Obviously, a request to start receiving the federal largesse each month required a legal hook. In this case, the former spouse contented that the Office of Personnel Management had not offered any evidence to prove that: Mr. Painter received the statutory annual notice of his right to elect a former spouse survivor annuity after his December 11, 1998 divorce.
In its decision, MSPB noted that OPM has the burden of proving both that it sent the annual notice and that any such notice was adequate to inform the annuitant of the specific election requirements. And, opined the MSPB, "A notice regarding election of former spouse survivor benefits is insufficient if it does not "stat[e] that a pre-divorce election automatically terminates upon divorce and that an annuitant must make a new election to provide a survivor annuity for a former spouse."
In effect, the legal hook may eventually work. The case was sent back to OPM because OPM did not show that it sent the annual notice to Mr. Painter and that Mr. Painter was sufficiently put on notice that he had to make a new election to provide a survivor annuity for the woman he had twice divorced.
Does it really make any difference?
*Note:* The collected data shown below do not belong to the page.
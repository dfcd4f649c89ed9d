//! drift: a polling source connector for time-series container files.
//!
//! This library opens a columnar time-series file, repeatedly queries the
//! configured column paths on a dedicated background task, encodes each row
//! as a JSON record, and hands the records to a downstream sink until the
//! connector is stopped.
//!
//! # Example
//!
//! ```ignore
//! use std::sync::Arc;
//! use drift::{ChannelSink, Config, Connector, NdjsonDataset};
//!
//! #[tokio::main]
//! async fn main() -> Result<(), drift::error::SourceError> {
//!     let config = Config::from_file("connector.yaml").unwrap();
//!     let (sink, mut records) = ChannelSink::unbounded();
//!
//!     let mut connector = Connector::<NdjsonDataset>::open(config, Arc::new(sink))?;
//!     while let Some(record) = records.recv().await {
//!         println!("{}", String::from_utf8_lossy(&record.payload));
//!     }
//!     connector.close().await;
//!     Ok(())
//! }
//! ```

pub mod config;
pub mod connector;
pub mod dataset;
pub mod error;
pub mod metrics;
pub mod record;
pub mod sink;

// Re-export main types
pub use config::Config;
pub use connector::{Connector, LifecycleState};
pub use dataset::{ColumnValue, Dataset, NdjsonDataset, QueryDescriptor, Row, TimeRange};
pub use record::{RowCodec, SourceRecord};
pub use sink::{ChannelSink, EmitSink};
It does.
A former spouse may receive survivor annuity benefits even if the federal pensioner did not select the survivor annuity if (1) the annuitant did not receive the required notice, and (2) "there [is] evidence sufficient to show that the retiree intended to provide a survivor annuity for the former spouse.
But what about the fact that Mr. Painter had requested the bigger annuity check and had started to get the extra money each month? Apparently OPM did not provide evidence of its contentions to the MSPB so one reason for the remand is to sort out the remnants of this aspect of the case.
And, as might be expected, the case does not end with the financial interests of the former couple. Somewhere along the way, Mr. Painter had several children. So, according to the MSPB decision, "because the interests of Mr. Painter’s three children may be directly affected by the outcome of this appeal on remand…they should be afforded an opportunity to intervene in the appeal."